**YOUR TASK:**
Your output should be every line below, copied exactly.

(GIVEN DATA)

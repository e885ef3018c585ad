//! Selective refetch: narrowing a catalog to the flows or deployments a
//! caller asked for.
//!
//! Every criterion is optional. `None` means the criterion was not
//! supplied; `Some(vec![])` means it was supplied and matches nothing.
//! When no criterion is supplied the input passes through untouched,
//! otherwise a candidate is kept if it matches any supplied criterion.
use std::collections::HashSet;

use crate::model::{normalize_name, DeploymentDetails, FlowDetails};

#[derive(Debug, Clone, Default, PartialEq)]
pub struct FlowFilter {
    /// Reference flows, matched on display name plus relative source path.
    pub flows_to_fetch: Option<Vec<FlowDetails>>,
    /// Top-level groups (first `grouping` segment).
    pub flow_groups: Option<Vec<String>>,
}

impl FlowFilter {
    pub fn new(flows_to_fetch: Option<Vec<FlowDetails>>, flow_groups: Option<Vec<String>>) -> Self {
        Self {
            flows_to_fetch,
            flow_groups,
        }
    }

    pub fn groups<I, S>(groups: I) -> Self
    where
        I: IntoIterator<Item = S>,
        S: Into<String>,
    {
        Self::new(None, Some(groups.into_iter().map(Into::into).collect()))
    }

    pub fn is_unfiltered(&self) -> bool {
        self.flows_to_fetch.is_none() && self.flow_groups.is_none()
    }

    pub fn matches(&self, flow: &FlowDetails) -> bool {
        if self.is_unfiltered() {
            return true;
        }
        let by_reference = self.flows_to_fetch.as_ref().is_some_and(|refs| {
            refs.iter()
                .any(|reference| reference.refetch_key() == flow.refetch_key())
        });
        let by_group = self.flow_groups.as_ref().is_some_and(|groups| {
            flow.group()
                .is_some_and(|group| groups.iter().any(|g| g == group))
        });
        by_reference || by_group
    }

    /// Keeps matching flows in their original order, one per `id`.
    pub fn apply(&self, flows: Vec<FlowDetails>) -> Vec<FlowDetails> {
        if self.is_unfiltered() {
            return flows;
        }
        let mut seen = HashSet::new();
        flows
            .into_iter()
            .filter(|flow| self.matches(flow) && seen.insert(flow.id.clone()))
            .collect()
    }
}

#[derive(Debug, Clone, Default, PartialEq)]
pub struct DeploymentFilter {
    /// Reference deployments, matched on native `id`.
    pub deployments_to_fetch: Option<Vec<DeploymentDetails>>,
    /// Reference flows, matched on `flow_name` against the flow's display name.
    pub flows_to_fetch: Option<Vec<FlowDetails>>,
    /// Project names.
    pub groups: Option<Vec<String>>,
}

impl DeploymentFilter {
    pub fn is_unfiltered(&self) -> bool {
        self.deployments_to_fetch.is_none() && self.flows_to_fetch.is_none() && self.groups.is_none()
    }

    pub fn matches(&self, deployment: &DeploymentDetails) -> bool {
        if self.is_unfiltered() {
            return true;
        }
        let by_id = self
            .deployments_to_fetch
            .as_ref()
            .is_some_and(|refs| refs.iter().any(|r| r.id == deployment.id));
        let by_flow = self.flows_to_fetch.as_ref().is_some_and(|flows| {
            let flow_name = normalize_name(&deployment.flow_name);
            flows.iter().any(|flow| flow.name == flow_name)
        });
        let by_group = self
            .groups
            .as_ref()
            .is_some_and(|groups| groups.iter().any(|g| *g == deployment.project_name));
        by_id || by_flow || by_group
    }

    /// Keeps matching deployments in their original order, one per `id`.
    pub fn apply(&self, deployments: Vec<DeploymentDetails>) -> Vec<DeploymentDetails> {
        if self.is_unfiltered() {
            return deployments;
        }
        let mut seen = HashSet::new();
        deployments
            .into_iter()
            .filter(|d| self.matches(d) && seen.insert(d.id.clone()))
            .collect()
    }
}
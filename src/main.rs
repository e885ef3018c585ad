use anyhow::{Context as AnyhowContext, Result};
use clap::Parser;
use std::fs;
use tracing::{info, warn};

use portal_flow_finder::cli::{self, Command, DeploymentsArgs, FlowsArgs};
use portal_flow_finder::finder::flows_from_json;
use portal_flow_finder::logging::{self, Verbosity};
use portal_flow_finder::output::OutputFormatter;
use portal_flow_finder::{
    DeploymentDetails, DeploymentFilter, DeploymentFinder, FlowDetails, FlowFilter,
    JsonDeploymentFinder, ScanConfig, SourceFlowFinder,
};

fn main() -> Result<()> {
    let args = cli::Args::parse();
    logging::init(Verbosity::from_flags(args.verbose, args.quiet));
    args.validate().context("Invalid arguments")?;

    match args.command {
        Command::Flows(flows) => run_flows(flows),
        Command::Deployments(deployments) => run_deployments(deployments),
    }
}

fn run_flows(args: FlowsArgs) -> Result<()> {
    let config = match args.config {
        Some(ref path) => ScanConfig::from_yaml_file(path)?,
        None => ScanConfig::default(),
    };

    let flows_to_fetch = match args.refetch {
        Some(ref path) => {
            let content = fs::read_to_string(path)
                .with_context(|| format!("Cannot read refetch file: {}", path.display()))?;
            Some(flows_from_json(&content).with_context(|| {
                format!("Invalid refetch file: {}", path.display())
            })?)
        }
        None => None,
    };
    let flow_groups = (!args.group.is_empty()).then_some(args.group);
    let filter = FlowFilter::new(flows_to_fetch, flow_groups);

    let finder = SourceFlowFinder::new(&args.path, args.platform).with_config(config);
    let outcome = finder
        .scan()
        .with_context(|| format!("Failed to scan {}", args.path.display()))?;

    for diagnostic in outcome.diagnostics() {
        warn!("{diagnostic}");
    }

    let flows: Vec<FlowDetails> = filter.apply(outcome.catalog.into_flows());
    info!(flows = flows.len(), "selected flows");

    let rendered = OutputFormatter::format_flows(&flows, args.format)?;
    match args.output_file {
        Some(ref path) => fs::write(path, rendered)
            .with_context(|| format!("Cannot write output file: {}", path.display()))?,
        None => println!("{rendered}"),
    }
    Ok(())
}

fn run_deployments(args: DeploymentsArgs) -> Result<()> {
    // `--id` and `--flow` become reference records carrying only the matched field.
    let deployments_to_fetch = (!args.id.is_empty()).then(|| {
        args.id
            .into_iter()
            .map(|id| DeploymentDetails {
                id,
                ..DeploymentDetails::default()
            })
            .collect()
    });
    let flows_to_fetch = (!args.flow.is_empty()).then(|| {
        args.flow
            .into_iter()
            .map(|name| FlowDetails::new(name, "", "", ""))
            .collect()
    });
    let filter = DeploymentFilter {
        deployments_to_fetch,
        flows_to_fetch,
        groups: (!args.group.is_empty()).then_some(args.group),
    };

    let finder = JsonDeploymentFinder::new(&args.file);
    let deployments = finder
        .get_deployments(&filter)
        .with_context(|| format!("Failed to load deployments from {}", args.file.display()))?;

    println!(
        "{}",
        OutputFormatter::format_deployments(&deployments, args.format)?
    );
    Ok(())
}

(End GIVEN DATA)

**TASK RESULT:**
repository e885ef3018c585ad
//! Selective refetch: narrowing a catalog to the flows or deployments a
//! caller asked for.
//!
//! Every criterion is optional. `None` means the criterion was not
//! supplied; `Some(vec![])` means it was supplied and matches nothing.
//! When no criterion is supplied the input passes through untouched,
//! otherwise a candidate is kept if it matches any supplied criterion.
use std::collections::HashSet;

use crate::model::{normalize_name, DeploymentDetails, FlowDetails};

#[derive(Debug, Clone, Default, PartialEq)]
pub struct FlowFilter {
    /// Reference flows, matched on display name plus relative source path.
    pub flows_to_fetch: Option<Vec<FlowDetails>>,
    /// Top-level groups (first `grouping` segment).
    pub flow_groups: Option<Vec<String>>,
}

impl FlowFilter {
    pub fn new(flows_to_fetch: Option<Vec<FlowDetails>>, flow_groups: Option<Vec<String>>) -> Self {
        Self {
            flows_to_fetch,
            flow_groups,
        }
    }

    pub fn groups<I, S>(groups: I) -> Self
    where
        I: IntoIterator<Item = S>,
        S: Into<String>,
    {
        Self::new(None, Some(groups.into_iter().map(Into::into).collect()))
    }

    pub fn is_unfiltered(&self) -> bool {
        self.flows_to_fetch.is_none() && self.flow_groups.is_none()
    }

    pub fn matches(&self, flow: &FlowDetails) -> bool {
        if self.is_unfiltered() {
            return true;
        }
        let by_reference = self.flows_to_fetch.as_ref().is_some_and(|refs| {
            refs.iter()
                .any(|reference| reference.refetch_key() == flow.refetch_key())
        });
        let by_group = self.flow_groups.as_ref().is_some_and(|groups| {
            flow.group()
                .is_some_and(|group| groups.iter().any(|g| g == group))
        });
        by_reference || by_group
    }

    /// Keeps matching flows in their original order, one per `id`.
    pub fn apply(&self, flows: Vec<FlowDetails>) -> Vec<FlowDetails> {
        if self.is_unfiltered() {
            return flows;
        }
        let mut seen = HashSet::new();
        flows
            .into_iter()
            .filter(|flow| self.matches(flow) && seen.insert(flow.id.clone()))
            .collect()
    }
}

#[derive(Debug, Clone, Default, PartialEq)]
pub struct DeploymentFilter {
    /// Reference deployments, matched on native `id`.
    pub deployments_to_fetch: Option<Vec<DeploymentDetails>>,
    /// Reference flows, matched on `flow_name` against the flow's display name.
    pub flows_to_fetch: Option<Vec<FlowDetails>>,
    /// Project names.
    pub groups: Option<Vec<String>>,
}

impl DeploymentFilter {
    pub fn is_unfiltered(&self) -> bool {
        self.deployments_to_fetch.is_none() && self.flows_to_fetch.is_none() && self.groups.is_none()
    }

    pub fn matches(&self, deployment: &DeploymentDetails) -> bool {
        if self.is_unfiltered() {
            return true;
        }
        let by_id = self
            .deployments_to_fetch
            .as_ref()
            .is_some_and(|refs| refs.iter().any(|r| r.id == deployment.id));
        let by_flow = self.flows_to_fetch.as_ref().is_some_and(|flows| {
            let flow_name = normalize_name(&deployment.flow_name);
            flows.iter().any(|flow| flow.name == flow_name)
        });
        let by_group = self
            .groups
            .as_ref()
            .is_some_and(|groups| groups.iter().any(|g| *g == deployment.project_name));
        by_id || by_flow || by_group
    }

    /// Keeps matching deployments in their original order, one per `id`.
    pub fn apply(&self, deployments: Vec<DeploymentDetails>) -> Vec<DeploymentDetails> {
        if self.is_unfiltered() {
            return deployments;
        }
        let mut seen = HashSet::new();
        deployments
            .into_iter()
            .filter(|d| self.matches(d) && seen.insert(d.id.clone()))
            .collect()
    }
}
filename src/main.rs
repository e885ef3018c585ad
use anyhow::{Context as AnyhowContext, Result};
use clap::Parser;
use std::fs;
use tracing::{info, warn};

use portal_flow_finder::cli::{self, Command, DeploymentsArgs, FlowsArgs};
use portal_flow_finder::finder::flows_from_json;
use portal_flow_finder::logging::{self, Verbosity};
use portal_flow_finder::output::OutputFormatter;
use portal_flow_finder::{
    DeploymentDetails, DeploymentFilter, DeploymentFinder, FlowDetails, FlowFilter,
    JsonDeploymentFinder, ScanConfig, SourceFlowFinder,
};

fn main() -> Result<()> {
    let args = cli::Args::parse();
    logging::init(Verbosity::from_flags(args.verbose, args.quiet));
    args.validate().context("Invalid arguments")?;

    match args.command {
        Command::Flows(flows) => run_flows(flows),
        Command::Deployments(deployments) => run_deployments(deployments),
    }
}

fn run_flows(args: FlowsArgs) -> Result<()> {
    let config = match args.config {
        Some(ref path) => ScanConfig::from_yaml_file(path)?,
        None => ScanConfig::default(),
    };

    let flows_to_fetch = match args.refetch {
        Some(ref path) => {
            let content = fs::read_to_string(path)
                .with_context(|| format!("Cannot read refetch file: {}", path.display()))?;
            Some(flows_from_json(&content).with_context(|| {
                format!("Invalid refetch file: {}", path.display())
            })?)
        }
        None => None,
    };
    let flow_groups = (!args.group.is_empty()).then_some(args.group);
    let filter = FlowFilter::new(flows_to_fetch, flow_groups);

    let finder = SourceFlowFinder::new(&args.path, args.platform).with_config(config);
    let outcome = finder
        .scan()
        .with_context(|| format!("Failed to scan {}", args.path.display()))?;

    for diagnostic in outcome.diagnostics() {
        warn!("{diagnostic}");
    }

    let flows: Vec<FlowDetails> = filter.apply(outcome.catalog.into_flows());
    info!(flows = flows.len(), "selected flows");

    let rendered = OutputFormatter::format_flows(&flows, args.format)?;
    match args.output_file {
        Some(ref path) => fs::write(path, rendered)
            .with_context(|| format!("Cannot write output file: {}", path.display()))?,
        None => println!("{rendered}"),
    }
    Ok(())
}

fn run_deployments(args: DeploymentsArgs) -> Result<()> {
    // `--id` and `--flow` become reference records carrying only the matched field.
    let deployments_to_fetch = (!args.id.is_empty()).then(|| {
        args.id
            .into_iter()
            .map(|id| DeploymentDetails {
                id,
                ..DeploymentDetails::default()
            })
            .collect()
    });
    let flows_to_fetch = (!args.flow.is_empty()).then(|| {
        args.flow
            .into_iter()
            .map(|name| FlowDetails::new(name, "", "", ""))
            .collect()
    });
    let filter = DeploymentFilter {
        deployments_to_fetch,
        flows_to_fetch,
        groups: (!args.group.is_empty()).then_some(args.group),
    };

    let finder = JsonDeploymentFinder::new(&args.file);
    let deployments = finder
        .get_deployments(&filter)
        .with_context(|| format!("Failed to load deployments from {}", args.file.display()))?;

    println!(
        "{}",
        OutputFormatter::format_deployments(&deployments, args.format)?
    );
    Ok(())
}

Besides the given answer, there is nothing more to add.